▶ [ACTIVITY]: Output exactly the lines that run from the top of the entries to the line holding "Some(inner) => match", including both of those lines.

▶ [RECORDED INFORMATION]:

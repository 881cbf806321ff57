use serde_json::{json, Value};

use crate::error::{NodeError, Result};
use crate::model::card::{CardRecord, Projection};
use crate::model::params::ItemParams;

/// Card attributes that can be requested through `fields`.
pub const FIELD_LIST: [&str; 43] = [
    "card_id",
    "title",
    "description",
    "custom_id",
    "owner_user_id",
    "type_id",
    "size",
    "priority",
    "color",
    "deadline",
    "reporter",
    "created_at",
    "revision",
    "last_modified",
    "in_current_position_since",
    "board_id",
    "workflow_id",
    "column_id",
    "lane_id",
    "section",
    "position",
    "last_column_id",
    "last_lane_id",
    "version_id",
    "archived_at",
    "reason_id",
    "discard_comment",
    "discarded_at",
    "is_blocked",
    "block_reason",
    "current_block_time",
    "current_logged_time",
    "current_cycle_time",
    "child_card_stats",
    "finished_subtask_count",
    "unfinished_subtask_count",
    "comment_count",
    "first_request_time",
    "first_start_time",
    "first_end_time",
    "last_request_time",
    "last_start_time",
    "last_end_time",
];

/// Card relations that can be requested through `expand`.
pub const EXPAND_LIST: [&str; 15] = [
    "custom_fields",
    "stickers",
    "tag_ids",
    "co_owner_ids",
    "watcher_ids",
    "attachments",
    "checked_column_checklist_items",
    "initiative_details",
    "annotations",
    "subtasks",
    "linked_cards",
    "transitions",
    "block_times",
    "logged_times",
    "logged_times_for_child_cards",
];

/// Pull the card list out of any of the envelope shapes the API uses:
/// a bare array, `{data: [..]}` or the paginated `{data: {data: [..]}}`.
pub fn card_records(payload: &Value) -> Result<Vec<CardRecord>> {
    let list = match payload {
        Value::Array(list) => list,
        Value::Object(_) => match payload.get("data") {
            Some(Value::Array(list)) => list,
            Some(inner) => match inner.get("data") {
                Some(Value::Array(list)) => list,
                _ => return Err(invalid_format(payload)),
            },
            None => return Err(invalid_format(payload)),
        },
        _ => return Err(invalid_format(payload)),
    };
    Ok(list
        .iter()
        .map(|card| match card {
            Value::Object(map) => map.clone(),
            _ => CardRecord::new(),
        })
        .collect())
}

fn invalid_format(payload: &Value) -> NodeError {
    NodeError::invalid_response(
        "Invalid response format: expected array or paginated object",
        Some(payload.clone()),
    )
}

pub fn normalize(payload: &Value, projection: &Projection) -> Result<Vec<Value>> {
    Ok(card_records(payload)?
        .into_iter()
        .map(|card| Value::Object(projection.apply(card)))
        .collect())
}

/// Query parameters for a card read, split from the chosen output fields.
#[derive(Debug, Clone, Default, PartialEq, Eq)]
pub struct FieldSelection {
    pub fields: String,
    pub expand: String,
}

impl FieldSelection {
    pub fn from_projection(projection: &Projection) -> Self {
        match projection {
            Projection::Selected(chosen) => Self {
                fields: join_allowed(chosen, &FIELD_LIST),
                expand: join_allowed(chosen, &EXPAND_LIST),
            },
            _ => Self::default(),
        }
    }

    pub fn apply(&self, mut query: Vec<(String, String)>) -> Vec<(String, String)> {
        if !self.fields.is_empty() {
            query.push(("fields".into(), self.fields.clone()));
        }
        if !self.expand.is_empty() {
            query.push(("expand".into(), self.expand.clone()));
        }
        query
    }
}

fn join_allowed(chosen: &[String], allowed: &[&str]) -> String {
    chosen
        .iter()
        .filter(|field| allowed.contains(&field.as_str()))
        .map(String::as_str)
        .collect::<Vec<_>>()
        .join(",")
}

/// Read the projection and derived query selection for one item.
pub fn select_fields(params: &ItemParams<'_>) -> Result<(Projection, FieldSelection)> {
    let projection = Projection::from_params(params)?;
    let selection = FieldSelection::from_projection(&projection);
    Ok((projection, selection))
}

/// What a card mutation's `data` member says happened.
#[derive(Debug, Clone, PartialEq)]
pub enum UpdateOutcome {
    Updated(Vec<Value>),
    Unchanged,
    Unexpected,
}

impl UpdateOutcome {
    pub fn from_body(body: Option<&Value>) -> Self {
        match body.and_then(|b| b.get("data")) {
            Some(Value::Array(list)) if list.is_empty() => UpdateOutcome::Unchanged,
            Some(Value::Array(list)) => UpdateOutcome::Updated(list.clone()),
            _ => UpdateOutcome::Unexpected,
        }
    }
}

/// Status messages reported for a card mutation that did not yield a card.
#[derive(Debug, Clone, Copy)]
pub struct MutationStatus {
    pub unchanged: &'static str,
    pub failed: &'static str,
}

/// Turn a card mutation response into output: the projected cards, a
/// no-op status, or a failure status carrying the raw body.
pub fn mutation_result(
    body: Option<&Value>,
    projection: &Projection,
    status: MutationStatus,
) -> Result<Value> {
    match UpdateOutcome::from_body(body) {
        UpdateOutcome::Updated(cards) => Ok(Value::Array(normalize(&Value::Array(cards), projection)?)),
        UpdateOutcome::Unchanged => Ok(json!({ "status": status.unchanged })),
        UpdateOutcome::Unexpected => Ok(json!({
            "status": status.failed,
            "details": body.cloned().unwrap_or(Value::Null),
        })),
    }
}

▶ [TASK ANSWER]:
repository 881cbf806321ff57
use serde_json::{json, Value};

use crate::error::{NodeError, Result};
use crate::model::card::{CardRecord, Projection};
use crate::model::params::ItemParams;

/// Card attributes that can be requested through `fields`.
pub const FIELD_LIST: [&str; 43] = [
    "card_id",
    "title",
    "description",
    "custom_id",
    "owner_user_id",
    "type_id",
    "size",
    "priority",
    "color",
    "deadline",
    "reporter",
    "created_at",
    "revision",
    "last_modified",
    "in_current_position_since",
    "board_id",
    "workflow_id",
    "column_id",
    "lane_id",
    "section",
    "position",
    "last_column_id",
    "last_lane_id",
    "version_id",
    "archived_at",
    "reason_id",
    "discard_comment",
    "discarded_at",
    "is_blocked",
    "block_reason",
    "current_block_time",
    "current_logged_time",
    "current_cycle_time",
    "child_card_stats",
    "finished_subtask_count",
    "unfinished_subtask_count",
    "comment_count",
    "first_request_time",
    "first_start_time",
    "first_end_time",
    "last_request_time",
    "last_start_time",
    "last_end_time",
];

/// Card relations that can be requested through `expand`.
pub const EXPAND_LIST: [&str; 15] = [
    "custom_fields",
    "stickers",
    "tag_ids",
    "co_owner_ids",
    "watcher_ids",
    "attachments",
    "checked_column_checklist_items",
    "initiative_details",
    "annotations",
    "subtasks",
    "linked_cards",
    "transitions",
    "block_times",
    "logged_times",
    "logged_times_for_child_cards",
];

/// Pull the card list out of any of the envelope shapes the API uses:
/// a bare array, `{data: [..]}` or the paginated `{data: {data: [..]}}`.
pub fn card_records(payload: &Value) -> Result<Vec<CardRecord>> {
    let list = match payload {
        Value::Array(list) => list,
        Value::Object(_) => match payload.get("data") {
            Some(Value::Array(list)) => list,
            Some(inner) => match inner.get("data") {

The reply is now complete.